Zénobie, reine de Palmyre ? Pas vraiment ! C’est ce que nous expliquent Annie et Maurice Sartre. On peut les croire. Ces deux professeurs renommés, spécialistes d’histoire ancienne et de la Syrie antique, nous donnent tous les éléments d’une enquête plutôt que d’une biographie. "Que serait la biographie d’une femme dont on ignore la naissance, la filiation, la jeunesse et la mort ?" Pour les auteurs, les seules pièces avérées du puzzle Zénobie sont au nombre de trois : son père Antiochos, son époux Odainath et son fils Wahballath.
En confrontant les mentions - le plus souvent peu fiables - de l’Histoire auguste et de l’épigraphie, nos deux détectives du passé éclairent ce personnage qui fut présenté à tort comme l’héritière de Cléopâtre, sa semblable dans le mythe fondateur de renommée.

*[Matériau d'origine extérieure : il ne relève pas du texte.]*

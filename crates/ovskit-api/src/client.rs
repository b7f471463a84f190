//! Async OVSDB JSON-RPC client.
//!
//! One connection, two background tasks. The writer drains an unbounded
//! queue of outgoing messages into the socket; the reader decodes incoming
//! messages and routes them: replies complete the pending request with the
//! same id, `update` notifications go to the matching monitor channel, and
//! server `echo` probes are answered in place.
//!
//! When the socket closes (or [`OvsdbClient::disconnect`] is called) every
//! pending request fails with [`Error::Disconnected`] and every monitor
//! stream ends.

use std::sync::Arc;
use std::sync::atomic::{AtomicU64, Ordering};
use std::time::Duration;

use dashmap::DashMap;
use futures_util::{SinkExt, StreamExt};
use serde_json::{Value as Json, json};
use tokio::io::{AsyncRead, AsyncWrite};
use tokio::sync::{mpsc, oneshot};
use tokio_util::codec::{FramedRead, FramedWrite};
use tokio_util::sync::CancellationToken;
use tracing::{debug, info, trace, warn};

use crate::codec::JsonCodec;
use crate::error::Error;
use crate::operation::{Operation, OperationResult};
use crate::rpc::{self, Message};
use crate::transport::{Endpoint, Monitor, Transport, TransportConfig};
use crate::update::TableUpdates;

struct PendingCall {
    method: &'static str,
    reply: oneshot::Sender<Result<Json, Error>>,
}

struct Shared {
    outbound: mpsc::UnboundedSender<Json>,
    pending: DashMap<u64, PendingCall>,
    monitors: DashMap<String, mpsc::UnboundedSender<TableUpdates>>,
    next_id: AtomicU64,
    cancel: CancellationToken,
    timeout: Option<Duration>,
}

/// Handle to an OVSDB connection. Cheap to clone; clones share the socket.
#[derive(Clone)]
pub struct OvsdbClient {
    shared: Arc<Shared>,
}

impl std::fmt::Debug for OvsdbClient {
    fn fmt(&self, f: &mut std::fmt::Formatter<'_>) -> std::fmt::Result {
        f.debug_struct("OvsdbClient")
            .field("pending", &self.shared.pending.len())
            .field("monitors", &self.shared.monitors.len())
            .field("closed", &self.shared.cancel.is_cancelled())
            .finish_non_exhaustive()
    }
}

impl OvsdbClient {
    /// Open a connection to `endpoint` and start the background tasks.
    pub async fn connect(endpoint: &Endpoint, config: &TransportConfig) -> Result<Self, Error> {
        info!(%endpoint, "connecting to OVSDB");
        let connect = async {
            match endpoint {
                Endpoint::Tcp { host, port } => {
                    let stream = tokio::net::TcpStream::connect((host.as_str(), *port)).await?;
                    stream.set_nodelay(true)?;
                    let (reader, writer) = stream.into_split();
                    Ok::<_, Error>(Self::from_io(reader, writer, config))
                }
                #[cfg(unix)]
                Endpoint::Unix(path) => {
                    let stream = tokio::net::UnixStream::connect(path).await?;
                    let (reader, writer) = stream.into_split();
                    Ok::<_, Error>(Self::from_io(reader, writer, config))
                }
                #[cfg(not(unix))]
                Endpoint::Unix(_) => Err(Error::InvalidEndpoint {
                    endpoint: endpoint.to_string(),
                    reason: "unix sockets are not supported on this platform".into(),
                }),
            }
        };

        match config.timeout {
            Some(limit) => tokio::time::timeout(limit, connect)
                .await
                .map_err(|_| Error::Timeout {
                    timeout_ms: millis(limit),
                })?,
            None => connect.await,
        }
    }

    /// Run the client over an already-established byte stream.
    ///
    /// Must be called from within a tokio runtime.
    pub fn from_io<R, W>(reader: R, writer: W, config: &TransportConfig) -> Self
    where
        R: AsyncRead + Unpin + Send + 'static,
        W: AsyncWrite + Unpin + Send + 'static,
    {
        let (outbound, outbound_rx) = mpsc::unbounded_channel();
        let shared = Arc::new(Shared {
            outbound,
            pending: DashMap::new(),
            monitors: DashMap::new(),
            next_id: AtomicU64::new(0),
            cancel: CancellationToken::new(),
            timeout: config.timeout,
        });

        tokio::spawn(write_loop(writer, outbound_rx, shared.cancel.clone()));
        tokio::spawn(read_loop(reader, Arc::clone(&shared)));

        Self { shared }
    }

    pub fn is_closed(&self) -> bool {
        self.shared.cancel.is_cancelled()
    }

    /// Issue a request and wait for its reply.
    pub async fn call(&self, method: &'static str, params: Json) -> Result<Json, Error> {
        let shared = &self.shared;
        if shared.cancel.is_cancelled() {
            return Err(Error::Disconnected);
        }

        let id = shared.next_id.fetch_add(1, Ordering::Relaxed);
        let (reply, rx) = oneshot::channel();
        shared.pending.insert(id, PendingCall { method, reply });

        // The reader may have torn down between the check above and insert.
        if shared.cancel.is_cancelled() {
            shared.pending.remove(&id);
            return Err(Error::Disconnected);
        }

        trace!(id, method, "sending request");
        if shared.outbound.send(rpc::request(method, params, id)).is_err() {
            shared.pending.remove(&id);
            return Err(Error::Disconnected);
        }

        let outcome = match shared.timeout {
            Some(limit) => match tokio::time::timeout(limit, rx).await {
                Ok(outcome) => outcome,
                Err(_) => {
                    shared.pending.remove(&id);
                    return Err(Error::Timeout {
                        timeout_ms: millis(limit),
                    });
                }
            },
            None => rx.await,
        };

        outcome.map_err(|_| Error::Disconnected)?
    }

    /// Liveness probe.
    pub async fn echo(&self) -> Result<(), Error> {
        self.call("echo", json!([])).await.map(|_| ())
    }

    fn close(&self) {
        self.shared.shutdown();
    }
}

impl Transport for OvsdbClient {
    async fn transact(
        &self,
        database: &str,
        operations: Vec<Operation>,
    ) -> Result<Vec<OperationResult>, Error> {
        let mut params = Vec::with_capacity(operations.len() + 1);
        params.push(Json::String(database.to_owned()));
        for op in &operations {
            params.push(serde_json::to_value(op)?);
        }

        debug!(database, operations = operations.len(), "transact");
        let reply = self.call("transact", Json::Array(params)).await?;
        OperationResult::list_from_json(reply)
    }

    async fn monitor(&self, database: &str, tables: &[&str]) -> Result<Monitor, Error> {
        let n = self.shared.next_id.fetch_add(1, Ordering::Relaxed);
        let id = format!("ovskit-monitor-{n}");

        let requests: serde_json::Map<String, Json> = tables
            .iter()
            .map(|table| ((*table).to_owned(), json!({})))
            .collect();

        // Register before asking so no update can race the reply.
        let (tx, updates) = mpsc::unbounded_channel();
        self.shared.monitors.insert(id.clone(), tx);

        let reply = self
            .call("monitor", json!([database, id, requests]))
            .await
            .inspect_err(|_| {
                self.shared.monitors.remove(&id);
            })?;
        let initial = TableUpdates::from_json(reply)?;

        info!(
            database,
            monitor = %id,
            rows = initial.row_count(),
            "monitor established"
        );
        Ok(Monitor {
            id,
            initial,
            updates,
        })
    }

    async fn disconnect(&self) {
        if !self.is_closed() {
            info!("disconnecting from OVSDB");
        }
        self.close();
    }
}

impl Shared {
    fn dispatch(&self, json: Json) {
        let message = match Message::from_json(json) {
            Ok(m) => m,
            Err(e) => {
                warn!(error = %e, "discarding malformed message");
                return;
            }
        };

        match message {
            Message::Response { id, result, error } => self.complete(&id, result, &error),
            Message::Notification { method, params } if method == "update" => {
                self.route_update(params);
            }
            Message::Request { method, params, id } if method == "echo" => {
                trace!("answering echo");
                if self.outbound.send(rpc::response(id, params)).is_err() {
                    debug!("echo reply dropped, writer is gone");
                }
            }
            Message::Request { method, id, .. } => {
                debug!(%method, "rejecting unsupported server request");
                let reply = json!({ "result": null, "error": "unknown method", "id": id });
                let _ = self.outbound.send(reply);
            }
            Message::Notification { method, .. } => {
                debug!(%method, "ignoring notification");
            }
        }
    }

    fn complete(&self, id: &Json, result: Json, error: &Json) {
        let Some(id) = id.as_u64() else {
            debug!(%id, "reply with foreign id");
            return;
        };
        let Some((_, call)) = self.pending.remove(&id) else {
            debug!(id, "reply for unknown or expired request");
            return;
        };

        let outcome = if error.is_null() {
            Ok(result)
        } else {
            Err(Error::Rpc {
                method: call.method.to_owned(),
                message: rpc::error_message(error),
            })
        };
        // The caller may have timed out and gone away.
        let _ = call.reply.send(outcome);
    }

    fn route_update(&self, params: Json) {
        let Json::Array(mut params) = params else {
            warn!("update notification without params array");
            return;
        };
        if params.len() != 2 {
            warn!(len = params.len(), "update notification with wrong arity");
            return;
        }
        let payload = params.pop().unwrap_or_default();
        let monitor_id = params.pop().unwrap_or_default();

        let Some(monitor_id) = monitor_id.as_str() else {
            debug!(%monitor_id, "update for a monitor we did not create");
            return;
        };
        let updates = match TableUpdates::from_json(payload) {
            Ok(u) => u,
            Err(e) => {
                warn!(error = %e, monitor = monitor_id, "undecodable table update");
                return;
            }
        };

        let delivered = self
            .monitors
            .get(monitor_id)
            .is_some_and(|tx| tx.send(updates).is_ok());
        if !delivered {
            debug!(monitor = monitor_id, "no live subscriber for update");
            self.monitors.remove(monitor_id);
        }
    }

    fn shutdown(&self) {
        self.cancel.cancel();

        let ids: Vec<u64> = self.pending.iter().map(|entry| *entry.key()).collect();
        for id in ids {
            if let Some((_, call)) = self.pending.remove(&id) {
                let _ = call.reply.send(Err(Error::Disconnected));
            }
        }
        self.monitors.clear();
    }
}

async fn write_loop<W>(
    writer: W,
    mut outbound: mpsc::UnboundedReceiver<Json>,
    cancel: CancellationToken,
) where
    W: AsyncWrite + Unpin + Send + 'static,
{
    let mut sink = FramedWrite::new(writer, JsonCodec);
    loop {
        let message = tokio::select! {
            biased;
            () = cancel.cancelled() => break,
            message = outbound.recv() => message,
        };
        let Some(message) = message else { break };
        if let Err(e) = sink.send(message).await {
            warn!(error = %e, "write to OVSDB failed");
            cancel.cancel();
            break;
        }
    }
    debug!("writer task exiting");
}

async fn read_loop<R>(reader: R, shared: Arc<Shared>)
where
    R: AsyncRead + Unpin + Send + 'static,
{
    let mut frames = FramedRead::new(reader, JsonCodec);
    loop {
        let frame = tokio::select! {
            biased;
            () = shared.cancel.cancelled() => break,
            frame = frames.next() => frame,
        };
        match frame {
            Some(Ok(message)) => shared.dispatch(message),
            Some(Err(e)) => {
                warn!(error = %e, "read from OVSDB failed");
                break;
            }
            None => {
                info!("OVSDB server closed the connection");
                break;
            }
        }
    }
    shared.shutdown();
    debug!("reader task exiting");
}

fn millis(d: Duration) -> u64 {
    u64::try_from(d.as_millis()).unwrap_or(u64::MAX)
}
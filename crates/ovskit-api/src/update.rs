// ── Table updates ──
//
// Payload of a `monitor` reply and of every `update` notification:
// `{ <table>: { <uuid>: { "old": <row>, "new": <row> } } }`.

use std::collections::BTreeMap;

use serde::{Deserialize, Serialize};
use serde_json::Value as Json;
use uuid::Uuid;

use crate::error::Error;
use crate::value::Row;

/// Old and new versions of a single row.
///
/// A missing or empty `new` is a tombstone: the row has been deleted.
#[derive(Debug, Clone, Default, PartialEq, Serialize, Deserialize)]
pub struct RowUpdate {
    #[serde(default, skip_serializing_if = "Option::is_none")]
    pub old: Option<Row>,
    #[serde(default, skip_serializing_if = "Option::is_none")]
    pub new: Option<Row>,
}

impl RowUpdate {
    pub fn insert(row: Row) -> Self {
        Self {
            old: None,
            new: Some(row),
        }
    }

    pub fn tombstone(old: Option<Row>) -> Self {
        Self { old, new: None }
    }

    pub fn is_tombstone(&self) -> bool {
        self.new.as_ref().is_none_or(Row::is_empty)
    }
}

/// Changed rows of one table, keyed by row identity.
pub type TableUpdate = BTreeMap<Uuid, RowUpdate>;

/// Changed rows of every monitored table.
#[derive(Debug, Clone, Default, PartialEq, Serialize, Deserialize)]
#[serde(transparent)]
pub struct TableUpdates(pub BTreeMap<String, TableUpdate>);

impl TableUpdates {
    pub fn new() -> Self {
        Self::default()
    }

    pub fn from_json(json: Json) -> Result<Self, Error> {
        if json.is_null() {
            return Ok(Self::default());
        }
        Ok(serde_json::from_value(json)?)
    }

    /// Record a change for `table`. A later change to the same row
    /// replaces an earlier one.
    pub fn push(&mut self, table: impl Into<String>, uuid: Uuid, update: RowUpdate) {
        self.0.entry(table.into()).or_default().insert(uuid, update);
    }

    pub fn table(&self, name: &str) -> Option<&TableUpdate> {
        self.0.get(name)
    }

    pub fn iter(&self) -> impl Iterator<Item = (&str, &TableUpdate)> {
        self.0.iter().map(|(name, rows)| (name.as_str(), rows))
    }

    pub fn is_empty(&self) -> bool {
        self.0.values().all(BTreeMap::is_empty)
    }

    /// Total number of row changes across all tables.
    pub fn row_count(&self) -> usize {
        self.0.values().map(BTreeMap::len).sum()
    }
}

Zénobie n’a pas vécu dans un royaume perdu au fond du désert syrien, mais dans une puissante cité qui était une colonie romaine. Après l’assassinat d’Odainath, elle devint reine de la riche Palmyre. Elle se constitua une cour avec des artistes et des philosophes, repoussa les incursions des Perses et conquit l’Egypte où la légende en fit une héritière des Ptolémée. Sa volonté d’émancipation vis-à-vis de Rome provoqua la colère de l’empereur Aurélien qui s’empara de Palmyre en 272 et imposa la présence de la reine déchue dans son défilé triomphal.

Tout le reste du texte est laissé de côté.